EXERCISE PROMPT> Filter the records for "Some" and keep each line that has it.

RECORD EXTRACTS>
Content starts

//! # API Schema Model
//!
//! The typed tree an API description file is parsed into. A [`Namespace`]
//! owns four groups of [`Node`]s (types, functions, events, properties) and
//! every node owns its own nested groups by value, so a tree can be pruned
//! into a new tree without touching the one it came from.
//!
//! Parsing goes through the [`SchemaParser`] trait. [`JsonSchemaParser`]
//! handles `.json` descriptions (with `//` and `/* */` comments, which API
//! description files routinely carry); anything else is rejected with a
//! validation error so candidate search moves on to the next file.

use crate::error::{Error, Result};
use crate::path::split_extension;
use serde::{Deserialize, Serialize};
use std::collections::BTreeMap;

/// What a schema node describes.
#[derive(Debug, Clone, Copy, PartialEq, Eq, Hash, Serialize)]
#[serde(rename_all = "lowercase")]
pub enum NodeKind {
    Type,
    Function,
    Event,
    Property,
}

impl NodeKind {
    /// The anchor prefix used for this kind in generated links.
    pub fn category(&self) -> &'static str {
        match self {
            NodeKind::Type => "type",
            NodeKind::Function => "method",
            NodeKind::Event => "event",
            NodeKind::Property => "property",
        }
    }
}

/// The four member groups of a namespace or node, in lookup order.
#[derive(Debug, Clone, Default, PartialEq, Serialize)]
pub struct NodeGroups {
    pub types: Vec<Node>,
    pub functions: Vec<Node>,
    pub events: Vec<Node>,
    pub properties: Vec<Node>,
}

impl NodeGroups {
    /// Groups paired with their kind: types, functions, events, properties.
    pub fn groups(&self) -> [(NodeKind, &[Node]); 4] {
        [
            (NodeKind::Type, &self.types),
            (NodeKind::Function, &self.functions),
            (NodeKind::Event, &self.events),
            (NodeKind::Property, &self.properties),
        ]
    }

    /// The first member called `name`, searching groups in lookup order.
    pub fn find(&self, name: &str) -> Option<&Node> {
        self.groups()
            .into_iter()
            .flat_map(|(_, nodes)| nodes.iter())
            .find(|node| node.name == name)
    }

    pub fn is_empty(&self) -> bool {
        self.groups().iter().all(|(_, nodes)| nodes.is_empty())
    }

    fn pruned(&self, platform: Option<&str>) -> NodeGroups {
        let keep = |nodes: &[Node]| -> Vec<Node> {
            nodes
                .iter()
                .filter(|node| node.applies_to(platform))
                .map(|node| node.pruned(platform))
                .collect()
        };
        NodeGroups {
            types: keep(&self.types),
            functions: keep(&self.functions),
            events: keep(&self.events),
            properties: keep(&self.properties),
        }
    }
}

/// A named member of an API.
#[derive(Debug, Clone, PartialEq, Serialize)]
pub struct Node {
    pub name: String,
    pub kind: NodeKind,
    #[serde(skip_serializing_if = "Option::is_none")]
    pub description: Option<String>,
    /// Name of the type this node refers to via `$ref`.
    #[serde(skip_serializing_if = "Option::is_none")]
    pub ref_type: Option<String>,
    #[serde(skip_serializing_if = "Option::is_none")]
    pub platforms: Option<Vec<String>>,
    #[serde(skip_serializing_if = "std::ops::Not::not")]
    pub nodoc: bool,
    pub members: NodeGroups,
}

impl Node {
    /// Whether this node survives pruning for `platform`.
    fn applies_to(&self, platform: Option<&str>) -> bool {
        if self.nodoc {
            return false;
        }
        match (platform, &self.platforms) {
            (Some(platform), Some(platforms)) => platforms.iter().any(|p| p == platform),
            _ => true,
        }
    }

    fn pruned(&self, platform: Option<&str>) -> Node {
        Node {
            members: self.members.pruned(platform),
            ..self.clone()
        }
    }
}

/// A parsed API description.
#[derive(Debug, Clone, PartialEq, Serialize)]
pub struct Namespace {
    pub name: String,
    #[serde(skip_serializing_if = "Option::is_none")]
    pub description: Option<String>,
    #[serde(skip_serializing_if = "Option::is_none")]
    pub platforms: Option<Vec<String>>,
    /// Page the API is documented on, when it is not its own.
    #[serde(skip_serializing_if = "Option::is_none")]
    pub documented_in: Option<String>,
    pub members: NodeGroups,
}

impl Namespace {
    /// A copy of this namespace without `nodoc` members and without members
    /// whose `platforms` exclude `platform`, applied at every depth.
    pub fn pruned_for(&self, platform: Option<&str>) -> Namespace {
        Namespace {
            members: self.members.pruned(platform),
            ..self.clone()
        }
    }

    /// The page name links into this namespace should point at.
    pub fn documentation_page(&self) -> &str {
        self.documented_in.as_deref().unwrap_or(&self.name)
    }

    /// The namespace's properties.
    pub fn properties(&self) -> &[Node] {
        &self.members.properties
    }
}

/// Turns the raw bytes of an API description into a [`Namespace`].
pub trait SchemaParser: Send + Sync {
    fn parse(&self, path: &str, content: &[u8]) -> Result<Namespace>;
}

/// Parser for `.json` API descriptions.
///
/// The document is an array whose first element describes the namespace.
/// An empty array is a validation error.
#[derive(Debug, Clone, Copy, Default)]
pub struct JsonSchemaParser;

impl SchemaParser for JsonSchemaParser {
    fn parse(&self, path: &str, content: &[u8]) -> Result<Namespace> {
        let (_, extension) = split_extension(path);
        if extension != ".json" {
            return Err(Error::validation(
                path,
                format!("no parser for \"{}\" descriptions", extension),
            ));
        }
        let text = std::str::from_utf8(content).map_err(|e| Error::validation(path, e.to_string()))?;
        let documents: Vec<RawNamespace> =
            serde_json::from_str(&strip_comments(text)).map_err(|e| Error::validation(path, e.to_string()))?;
        let raw = documents
            .into_iter()
            .next()
            .ok_or_else(|| Error::validation(path, "schema is empty"))?;
        raw.into_namespace(path)
    }
}

/// Remove `//` and `/* */` comments outside of string literals.
pub fn strip_comments(text: &str) -> String {
    let mut out = String::with_capacity(text.len());
    let mut chars = text.chars().peekable();
    let mut in_string = false;

    while let Some(c) = chars.next() {
        if in_string {
            out.push(c);
            match c {
                '\\' => {
                    if let Some(escaped) = chars.next() {
                        out.push(escaped);
                    }
                }
                '"' => in_string = false,
                _ => {}
            }
            continue;
        }
        match (c, chars.peek()) {
            ('"', _) => {
                in_string = true;
                out.push(c);
            }
            ('/', Some('/')) => {
                for skipped in chars.by_ref() {
                    if skipped == '\n' {
                        out.push('\n');
                        break;
                    }
                }
            }
            ('/', Some('*')) => {
                chars.next();
                let mut previous = '\0';
                for skipped in chars.by_ref() {
                    if previous == '*' && skipped == '/' {
                        break;
                    }
                    previous = skipped;
                }
            }
            _ => out.push(c),
        }
    }
    out
}

#[derive(Debug, Deserialize)]
struct DocumentationOptions {
    #[serde(default)]
    documented_in: Option<String>,
}

#[derive(Debug, Deserialize)]
struct RawNamespace {
    namespace: String,
    #[serde(default)]
    description: Option<String>,
    #[serde(default)]
    platforms: Option<Vec<String>>,
    #[serde(default)]
    documentation_options: Option<DocumentationOptions>,
    #[serde(flatten)]
    members: RawMembers,
}

#[derive(Debug, Default, Deserialize)]
struct RawMembers {
    #[serde(default)]
    types: Vec<RawNode>,
    #[serde(default)]
    functions: Vec<RawNode>,
    #[serde(default)]
    events: Vec<RawNode>,
    #[serde(default)]
    properties: BTreeMap<String, RawNode>,
}

#[derive(Debug, Deserialize)]
struct RawNode {
    #[serde(default)]
    id: Option<String>,
    #[serde(default)]
    name: Option<String>,
    #[serde(default)]
    description: Option<String>,
    #[serde(rename = "$ref", default)]
    reference: Option<String>,
    #[serde(default)]
    platforms: Option<Vec<String>>,
    #[serde(default)]
    nodoc: bool,
    #[serde(flatten)]
    members: RawMembers,
}

impl RawNamespace {
    fn into_namespace(self, path: &str) -> Result<Namespace> {
        if self.namespace.is_empty() {
            return Err(Error::validation(path, "namespace has no name"));
        }
        Ok(Namespace {
            name: self.namespace,
            description: self.description,
            platforms: self.platforms,
            documented_in: self.documentation_options.and_then(|options| options.documented_in),
            members: self.members.into_groups(path)?,
        })
    }
}

impl RawMembers {
    fn into_groups(self, path: &str) -> Result<NodeGroups> {
        let convert = |nodes: Vec<RawNode>, kind: NodeKind| -> Result<Vec<Node>> {
            nodes
                .into_iter()
                .map(|node| {
                    let name = match kind {
                        NodeKind::Type => node.id.clone().or_else(|| node.name.clone()),
                        _ => node.name.clone(),
                    };
                    let name = name.ok_or_else(|| {
                        Error::validation(path, format!("{} without a name", kind.category()))
                    })?;
                    node.into_node(name, kind, path)
                })
                .collect()
        };
        Ok(NodeGroups {
            types: convert(self.types, NodeKind::Type)?,
            functions: convert(self.functions, NodeKind::Function)?,
            events: convert(self.events, NodeKind::Event)?,
            properties: self
                .properties
                .into_iter()
                .map(|(name, node)| node.into_node(name, NodeKind::Property, path))
                .collect::<Result<_>>()?,
        })
    }
}

impl RawNode {
    fn into_node(self, name: String, kind: NodeKind, path: &str) -> Result<Node> {
        Ok(Node {
            name,
            kind,
            description: self.description,
            ref_type: self.reference,
            platforms: self.platforms,
            nodoc: self.nodoc,
            members: self.members.into_groups(path)?,
        })
    }
}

Content ends

SOLUTION FOR THIS PROBLEM>
            (Some(platform), Some(platforms)) => platforms.iter().any(|p| p == platform),
    while let Some(c) = chars.next() {
                    if let Some(escaped) = chars.next() {
            ('/', Some('/')) => {
            ('/', Some('*')) => {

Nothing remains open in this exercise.